use super::{Number, PartitionAdapter};

/// Signed integer slot widths.
#[derive(Debug, Clone, Copy, PartialEq, Eq, Hash)]
pub enum IntWidth {
    I8,
    I16,
    I32,
    I64,
}

impl IntWidth {
    pub fn size(self) -> usize {
        match self {
            IntWidth::I8 => 1,
            IntWidth::I16 => 2,
            IntWidth::I32 => 4,
            IntWidth::I64 => 8,
        }
    }

    /// Smallest representable value, reserved as the null sentinel.
    pub fn sentinel(self) -> i64 {
        match self {
            IntWidth::I8 => i8::MIN as i64,
            IntWidth::I16 => i16::MIN as i64,
            IntWidth::I32 => i32::MIN as i64,
            IntWidth::I64 => i64::MIN,
        }
    }

    /// Smallest value that carries data.
    pub fn min_value(self) -> i64 {
        self.sentinel() + 1
    }

    pub fn max_value(self) -> i64 {
        match self {
            IntWidth::I8 => i8::MAX as i64,
            IntWidth::I16 => i16::MAX as i64,
            IntWidth::I32 => i32::MAX as i64,
            IntWidth::I64 => i64::MAX,
        }
    }

    #[inline]
    pub(crate) fn read(self, buf: &[u8], offset: usize) -> i64 {
        let slot = &buf[offset..offset + self.size()];
        match self {
            IntWidth::I8 => slot[0] as i8 as i64,
            IntWidth::I16 => i16::from_be_bytes([slot[0], slot[1]]) as i64,
            IntWidth::I32 => i32::from_be_bytes([slot[0], slot[1], slot[2], slot[3]]) as i64,
            IntWidth::I64 => {
                let mut bytes = [0u8; 8];
                bytes.copy_from_slice(slot);
                i64::from_be_bytes(bytes)
            }
        }
    }

    /// Writes `value`, which must already be within this width's range.
    #[inline]
    pub(crate) fn write(self, buf: &mut [u8], offset: usize, value: i64) {
        let slot = &mut buf[offset..offset + self.size()];
        match self {
            IntWidth::I8 => slot[0] = (value as i8) as u8,
            IntWidth::I16 => slot.copy_from_slice(&(value as i16).to_be_bytes()),
            IntWidth::I32 => slot.copy_from_slice(&(value as i32).to_be_bytes()),
            IntWidth::I64 => slot.copy_from_slice(&value.to_be_bytes()),
        }
    }
}

/// Plain signed integer codec.
///
/// Values are clamped into `[MIN + 1, MAX]` so data never aliases the sentinel.
#[derive(Debug, Clone, Copy, PartialEq, Eq)]
pub struct IntCodec {
    width: IntWidth,
}

impl IntCodec {
    pub fn new(width: IntWidth) -> Self {
        Self { width }
    }

    pub fn width(&self) -> IntWidth {
        self.width
    }

    /// Reads the raw code, including the sentinel.
    #[inline]
    pub fn get_raw(&self, buf: &[u8], offset: usize) -> Option<i64> {
        let raw = self.width.read(buf, offset);
        (raw != self.width.sentinel()).then_some(raw)
    }

    #[inline]
    pub fn put_raw(&self, buf: &mut [u8], offset: usize, value: Option<i64>) {
        let code = match value {
            Some(v) => v.clamp(self.width.min_value(), self.width.max_value()),
            None => self.width.sentinel(),
        };
        self.width.write(buf, offset, code);
    }
}

impl PartitionAdapter for IntCodec {
    fn type_size(&self) -> usize {
        self.width.size()
    }

    #[inline]
    fn get(&self, buf: &[u8], offset: usize) -> Option<Number> {
        self.get_raw(buf, offset).map(Number::Int)
    }

    #[inline]
    fn put(&self, buf: &mut [u8], offset: usize, value: Option<Number>) {
        self.put_raw(buf, offset, Number::present(value).map(Number::as_i64));
    }
}

#[cfg(test)]
mod tests {
    use super::*;

    #[test]
    fn int16_sentinel_is_min() {
        let codec = IntCodec::new(IntWidth::I16);
        let mut buf = [0u8; 2];
        codec.put(&mut buf, 0, None);
        assert_eq!(i16::from_be_bytes(buf), -32768);
        assert_eq!(codec.get(&buf, 0), None);
    }

    #[test]
    fn clamps_away_from_sentinel() {
        let codec = IntCodec::new(IntWidth::I8);
        let mut buf = [0u8; 1];
        codec.put(&mut buf, 0, Some(Number::Int(-1000)));
        assert_eq!(codec.get(&buf, 0), Some(Number::Int(-127)));
        codec.put(&mut buf, 0, Some(Number::Int(1000)));
        assert_eq!(codec.get(&buf, 0), Some(Number::Int(127)));
    }

    #[test]
    fn extremes_round_trip() {
        for width in [IntWidth::I8, IntWidth::I16, IntWidth::I32, IntWidth::I64] {
            let codec = IntCodec::new(width);
            let mut buf = vec![0u8; width.size() * 2];
            for v in [width.min_value(), -1, 0, 1, width.max_value()] {
                codec.put(&mut buf, width.size(), Some(Number::Int(v)));
                assert_eq!(codec.get(&buf, width.size()), Some(Number::Int(v)), "{width:?} {v}");
            }
        }
    }

    #[test]
    fn floats_round_half_to_even() {
        let codec = IntCodec::new(IntWidth::I32);
        let mut buf = [0u8; 4];
        codec.put(&mut buf, 0, Some(Number::Float(2.5)));
        assert_eq!(codec.get(&buf, 0), Some(Number::Int(2)));
        codec.put(&mut buf, 0, Some(Number::Float(-7.6)));
        assert_eq!(codec.get(&buf, 0), Some(Number::Int(-8)));
    }

    #[test]
    fn layout_is_big_endian() {
        let codec = IntCodec::new(IntWidth::I32);
        let mut buf = [0u8; 4];
        codec.put(&mut buf, 0, Some(Number::Int(0x0102_0304)));
        assert_eq!(buf, [1, 2, 3, 4]);
    }
}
══════
Reproduce the lines of the entries above from the one with "that carries data." to the one with "IntWidth::I16 => i16::from_be_bytes([slot[0], slot[1]])", both included, exactly and without any other line.

EXERCISE SOLUTION →
    /// Smallest value that carries data.
    pub fn min_value(self) -> i64 {
        self.sentinel() + 1
    }

    pub fn max_value(self) -> i64 {
        match self {
            IntWidth::I8 => i8::MAX as i64,
            IntWidth::I16 => i16::MAX as i64,
            IntWidth::I32 => i32::MAX as i64,
            IntWidth::I64 => i64::MAX,
        }
    }

    #[inline]
    pub(crate) fn read(self, buf: &[u8], offset: usize) -> i64 {
        let slot = &buf[offset..offset + self.size()];
        match self {
            IntWidth::I8 => slot[0] as i8 as i64,
            IntWidth::I16 => i16::from_be_bytes([slot[0], slot[1]]) as i64,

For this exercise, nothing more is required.